=== What to do ===
Copy out lines with the word "pause" from the material that follows.

=== Dataset records ===
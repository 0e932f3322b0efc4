use std::fs;
use std::io::{self, BufRead, Write};
use std::path::PathBuf;

use anyhow::{bail, Context, Result};
use clap::{Parser, Subcommand, ValueEnum};
use regex_chess_compiler::demo::demo_program;
use regex_chess_compiler::driver::{compile, DEFAULT_MAX_ITERATIONS};
use regex_chess_compiler::rule::{Rule, RuleList};
use regex_chess_compiler::serialize::{to_js, to_json_string};

#[derive(Parser)]
#[command(author, version, about = "Compiles a traced reply-move program into an ordered regex rewrite-rule list", long_about = None)]
struct Cli {
    #[command(subcommand)]
    command: Command,

    /// Route logs through `tracing-subscriber`'s `EnvFilter` (e.g. `-v`, or
    /// set `RUST_LOG=debug` directly).
    #[arg(short, long, global = true)]
    verbose: bool,
}

#[derive(Subcommand)]
enum Command {
    /// Run the compiler pipeline (trace → linearize → assemble → serialize)
    /// against the built-in demo traced program and write the rule list.
    Compile {
        /// Output serialization format.
        #[arg(long, value_enum, default_value_t = Format::Json)]
        format: Format,

        /// Write to this file instead of stdout.
        #[arg(short, long)]
        output: Option<PathBuf>,

        /// Tracer iteration bound `K` (spec §4.G).
        #[arg(long, default_value_t = DEFAULT_MAX_ITERATIONS)]
        max_iterations: usize,
    },
    /// Drive the §6 consumer-contract outer loop against a compiled JSON
    /// rule list: read a line, append it to the state, apply every rule
    /// once in order, print the state, until `Game over` appears.
    Run {
        /// Path to a JSON rule list produced by `compile --format json`.
        rules: PathBuf,
    },
}

#[derive(Copy, Clone, PartialEq, Eq, ValueEnum)]
enum Format {
    Json,
    Js,
}

fn main() -> Result<()> {
    let cli = Cli::parse();

    let filter = if cli.verbose {
        "regex_chess_compiler=debug"
    } else {
        "regex_chess_compiler=info"
    };
    let _ = tracing_subscriber::fmt()
        .with_env_filter(tracing_subscriber::EnvFilter::try_from_default_env().unwrap_or_else(|_| filter.into()))
        .with_writer(io::stderr)
        .try_init();

    match cli.command {
        Command::Compile { format, output, max_iterations } => run_compile(format, output, max_iterations),
        Command::Run { rules } => run_runtime(rules),
    }
}

fn run_compile(format: Format, output: Option<PathBuf>, max_iterations: usize) -> Result<()> {
    let compiled = compile(demo_program, max_iterations).context("compiling demo program")?;
    tracing::info!(rule_count = compiled.rules.len(), "compiled demo program");

    let rendered = match format {
        Format::Json => to_json_string(&compiled.rules),
        Format::Js => to_js(&compiled.rules),
    };

    match output {
        Some(path) => fs::write(&path, rendered).with_context(|| format!("writing {}", path.display()))?,
        None => {
            let mut stdout = io::stdout().lock();
            stdout.write_all(rendered.as_bytes())?;
            if !rendered.ends_with('\n') {
                stdout.write_all(b"\n")?;
            }
        }
    }
    Ok(())
}

fn run_runtime(rules_path: PathBuf) -> Result<()> {
    let raw = fs::read_to_string(&rules_path).with_context(|| format!("reading {}", rules_path.display()))?;
    let pairs: Vec<(String, String)> =
        serde_json::from_str(&raw).with_context(|| format!("parsing rule list from {}", rules_path.display()))?;

    let mut rules = Vec::with_capacity(pairs.len());
    for (pattern, replacement) in pairs {
        rules.push(Rule::new(pattern, replacement).context("compiling rewrite rule")?);
    }
    let rules = RuleList(rules);

    let stdin = io::stdin();
    let mut state = String::new();
    let mut stdout = io::stdout().lock();

    // Mirrors `main.py`'s literal loop order (`while 'Game over' not in
    // state: ... ; print(...); state += input() + "\n"`): the check runs
    // before the apply/print/read, so a blocking read still happens once
    // more right after the board that first contains "Game over" is
    // printed, and only the following iteration's top check exits the loop.
    while !state.contains("Game over") {
        state = rules.apply_all(state);
        stdout.write_all(state.as_bytes())?;
        stdout.flush()?;

        let mut line = String::new();
        let bytes_read = stdin.lock().read_line(&mut line)?;
        if bytes_read == 0 {
            bail!("input closed before \"Game over\" appeared in the state");
        }
        let line = line.trim_end_matches('\n');
        state.push_str(line);
        state.push('\n');
    }
    Ok(())
}
//! The tracing environment and DSL surface (spec §4.C, §6 "DSL surface",
//! §9 Design Notes).
//!
//! `VarTracer` plays the role of the Python `VarTracer`: it is the handle a
//! traced program threads through to read/write variables, branch, and emit
//! opcodes. Per the Design Notes, attribute interception is replaced with an
//! explicit builder exposing one method per opcode.

use crate::callnode::{AssignSource, CallNode, CallTree, OpArg};
use crate::error::{CompileError, CompileResult};
use crate::expr::{Expr, Traced};
use crate::kind::Kind;
use std::collections::HashMap;
use std::rc::Rc;

/// The tracing environment threaded through a traced program.
///
/// Kept deliberately thin: all recording happens through `CallTree`, this
/// struct only adds the per-variable kind table (`types`, mirroring
/// `VarTracer.types` in the original) needed to give freshly-read variables
/// a default kind.
pub struct VarTracer {
    pub tree: CallTree,
    types: HashMap<String, Kind>,
}

impl Default for VarTracer {
    fn default() -> Self {
        Self::new()
    }
}

impl VarTracer {
    pub fn new() -> Self {
        VarTracer { tree: CallTree::new(), types: HashMap::new() }
    }

    /// Record the kind of a variable for future lookups, without recording
    /// an access (mirrors `VarTracer.settype`).
    pub fn settype(&mut self, name: &str, kind: Kind) {
        self.types.insert(name.to_string(), kind);
    }

    /// Read a variable (`VarTracer.__getitem__` with a plain string key).
    /// Defaults to `Kind::Str` when the variable's kind is not yet known,
    /// matching `self.types.get(key) or 'str'`.
    pub fn get(&mut self, name: &str) -> Traced {
        let kind = self.types.get(name).copied().unwrap_or(Kind::Str);
        self.tree.append(CallNode::Lookup(name.to_string()));
        Traced::new(Expr::Lookup(name.to_string()), kind)
    }

    /// Read the variable whose name is itself a traced expression
    /// (`VarTracer.__getitem__` with a `Tracer` key → `indirect_lookup`).
    pub fn get_indirect(&mut self, name_expr: &Traced) -> Traced {
        Traced::new(Expr::IndirectLookup(name_expr.expr.clone()), Kind::Str)
    }

    /// Assign a traced expression to a variable (`VarTracer.__setitem__`).
    pub fn set(&mut self, name: &str, value: &Traced) {
        self.types.insert(name.to_string(), value.kind);
        self.tree.append(CallNode::Assign(name.to_string(), AssignSource::Expr(value.expr.clone())));
    }

    /// Assign an integer literal directly, without building a `Traced`.
    pub fn set_int(&mut self, name: &str, value: u32) {
        self.types.insert(name.to_string(), Kind::Int);
        self.tree.append(CallNode::Assign(name.to_string(), AssignSource::IntLit(value)));
    }

    /// Assign a string literal directly.
    pub fn set_str(&mut self, name: &str, value: impl Into<String>) {
        self.types.insert(name.to_string(), Kind::Str);
        self.tree.append(CallNode::Assign(name.to_string(), AssignSource::StrLit(value.into())));
    }

    /// Two-phase branch replay entry point (`Tracer.ite`). Write ordinary
    /// Rust `if tracer.branch(&cond) { ... } else { ... }`, then call
    /// `tracer.merge()` once after the `if`/`else` — this is the structural
    /// equivalent of the Python `if x.ite(): ... else: ...` pattern, since
    /// Rust has no operator to intercept for `if`.
    pub fn branch(&mut self, cond: &Traced) -> bool {
        self.tree.branch(&cond.expr)
    }

    /// Rejoin sibling subtrees after an `if`/`else` driven by `branch`
    /// (`VarTracer.merge`).
    pub fn merge(&mut self) {
        self.tree.merge();
    }

    /// Emit an opaque opcode node directly (`VarTracer.__getattr__` for any
    /// name registered in the instruction set).
    pub fn op(&mut self, name: &str, args: Vec<OpArg>) {
        self.tree.append(CallNode::Op(name.to_string(), args));
    }

    /// Reset the replay cursor; called once at the top of every trace pass.
    pub fn restart(&mut self) {
        self.tree.restart();
    }

    pub fn is_complete(&self) -> bool {
        self.tree.is_complete()
    }
}

/// Opcode wrapper methods — one per entry in the SPEC_FULL §4 opcode ledger,
/// generalizing `VarTracer.__getattr__`'s dynamic dispatch into explicit,
/// statically-typed calls (spec §9 Design Notes).
impl VarTracer {
    fn op0(&mut self, name: &str) {
        self.op(name, Vec::new());
    }

    pub fn push_int(&mut self, v: u32) {
        self.op("push_int", vec![OpArg::Int(v)]);
    }
    pub fn push_str(&mut self, v: impl Into<String>) {
        self.op("push_str", vec![OpArg::Str(v.into())]);
    }
    pub fn pop(&mut self) {
        self.op0("pop");
    }
    pub fn peek(&mut self) {
        self.op0("peek");
    }
    pub fn dup(&mut self) {
        self.op0("dup");
    }
    pub fn swap(&mut self) {
        self.op0("swap");
    }
    pub fn is_stack_empty(&mut self) {
        self.op0("is_stack_empty");
    }
    pub fn indirect_assign(&mut self) {
        self.op0("indirect_assign");
    }
    pub fn lit_assign(&mut self, var: &str, value: &str) {
        self.op("lit_assign", vec![OpArg::Str(var.to_string()), OpArg::Str(value.to_string())]);
    }
    pub fn assign_var(&mut self, src: &str, dst: &str) {
        self.op("assign_var", vec![OpArg::Str(src.to_string()), OpArg::Str(dst.to_string())]);
    }
    pub fn delete_var(&mut self, var: &str) {
        self.op("delete_var", vec![OpArg::Str(var.to_string())]);
    }

    pub fn cond(&mut self, tag: &str) {
        self.op("cond", vec![OpArg::Str(tag.to_string())]);
    }
    pub fn pause(&mut self, tag: &str) {
        self.op("pause", vec![OpArg::Str(tag.to_string())]);
    }
    pub fn reactivate(&mut self, tag: &str) {
        self.op("reactivate", vec![OpArg::Str(tag.to_string())]);
    }
    pub fn fork_bool(&mut self, var: &str) {
        self.op("fork_bool", vec![OpArg::Str(var.to_string())]);
    }
    pub fn fork_inactive(&mut self, tag: &str) {
        self.op("fork_inactive", vec![OpArg::Str(tag.to_string())]);
    }
    pub fn fork_with_new_var(&mut self, tag: &str, vars: &[(&str, &str)]) {
        let pairs = vars.iter().map(|(k, v)| (k.to_string(), v.to_string())).collect();
        self.op("fork_with_new_var", vec![OpArg::Str(tag.to_string()), OpArg::Pairs(pairs)]);
    }
    pub fn fork_list_pop(&mut self, src_list_var: &str, dst_var: &str, tag: &str) {
        self.op(
            "fork_list_pop",
            vec![OpArg::Str(src_list_var.to_string()), OpArg::Str(dst_var.to_string()), OpArg::Str(tag.to_string())],
        );
    }
    pub fn destroy_active_threads(&mut self) {
        self.op0("destroy_active_threads");
    }
    pub fn join_pop(&mut self, tag: &str) {
        self.op("join_pop", vec![OpArg::Str(tag.to_string())]);
    }

    pub fn list_pop(&mut self, src_list_var: &str, dst_var: Option<&str>) {
        let mut args = vec![OpArg::Str(src_list_var.to_string())];
        args.push(OpArg::Str(dst_var.unwrap_or("").to_string()));
        self.op("list_pop", args);
    }
    pub fn variable_uniq(&mut self, var: &str) {
        self.op("variable_uniq", vec![OpArg::Str(var.to_string())]);
    }
    pub fn fix_double_list(&mut self) {
        self.op0("fix_double_list");
    }
    pub fn assign_stack_to(&mut self, var: &str, max_repeats: u32) {
        self.op("assign_stack_to", vec![OpArg::Str(var.to_string()), OpArg::Int(max_repeats)]);
    }

    pub fn expand_chess(&mut self) {
        self.op0("expand_chess");
    }
    pub fn contract_chess(&mut self) {
        self.op0("contract_chess");
    }
    pub fn fen(&mut self) {
        self.op0("fen");
    }
    pub fn intxy_to_location(&mut self, var1: &str, var2: &str) {
        self.op("intxy_to_location", vec![OpArg::Str(var1.to_string()), OpArg::Str(var2.to_string())]);
    }
    pub fn square_to_xy(&mut self) {
        self.op0("square_to_xy");
    }
    pub fn make_pretty(&mut self, has_move: bool) {
        self.op("make_pretty", vec![OpArg::List(vec![has_move.to_string()])]);
    }
    pub fn unpretty(&mut self, has_move: bool) {
        self.op("unpretty", vec![OpArg::List(vec![has_move.to_string()])]);
    }
    pub fn piece_value(&mut self) {
        self.op0("piece_value");
    }
    pub fn check_king_alive(&mut self) {
        self.op0("check_king_alive");
    }
    pub fn promote_to_queen(&mut self) {
        self.op0("promote_to_queen");
    }
    pub fn keep_only_first_thread(&mut self) {
        self.op0("keep_only_first_thread");
    }
    pub fn keep_only_last_thread(&mut self) {
        self.op0("keep_only_last_thread");
    }
    pub fn keep_only_max_thread(&mut self) {
        self.op0("keep_only_max_thread");
    }
    pub fn keep_only_min_thread(&mut self) {
        self.op0("keep_only_min_thread");
    }
    pub fn is_same_kind(&mut self) {
        self.op0("is_same_kind");
    }
    pub fn do_piece_assign(&mut self, piece_chr: &str, piece: &str, x: &str, y: &str, pos: &str) {
        self.op(
            "do_piece_assign",
            vec![
                OpArg::Str(piece_chr.to_string()),
                OpArg::Str(piece.to_string()),
                OpArg::Str(x.to_string()),
                OpArg::Str(y.to_string()),
                OpArg::Str(pos.to_string()),
            ],
        );
    }
    pub fn illegal_move(&mut self) {
        self.op0("illegal_move");
    }
    pub fn test_checkmate(&mut self) {
        self.op0("test_checkmate");
    }
}

/// Re-run `program` against a fresh `VarTracer` until the call tree is
/// complete or `max_iterations` is exhausted (spec §4.C, §4.G `K`).
pub fn trace(program: impl Fn(&mut VarTracer), max_iterations: usize) -> CompileResult<CallTree> {
    let mut tracer = VarTracer::new();
    for iteration in 1..=max_iterations {
        tracer.restart();
        program(&mut tracer);
        if tracer.is_complete() {
            tracing::debug!(iteration, "call tree converged");
            return Ok(tracer.tree);
        }
    }
    Err(CompileError::TraceDidNotConverge { iterations: max_iterations, max: max_iterations })
}

#[cfg(test)]
mod tests {
    use super::*;

    #[test]
    fn trace_converges_on_simple_branch() {
        let program = |vars: &mut VarTracer| {
            let b = vars.get("b");
            if vars.branch(&b) {
                vars.set_str("r", "yes");
            } else {
                vars.set_str("r", "no");
            }
            vars.merge();
        };

        let tree = trace(program, 10).expect("should converge");
        assert!(tree.is_complete());
        assert_eq!(tree.root.len(), 2); // lookup(b), branch
    }

    #[test]
    fn linear_program_converges_in_one_pass() {
        let program = |vars: &mut VarTracer| {
            vars.set_int("x", 1);
            let _ = vars.get("x");
        };
        let tree = trace(program, 10).expect("should converge");
        assert_eq!(tree.root.len(), 2);
    }
}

=== Answer area ===
    pub fn pause(&mut self, tag: &str) {
        self.op("pause", vec![OpArg::Str(tag.to_string())]);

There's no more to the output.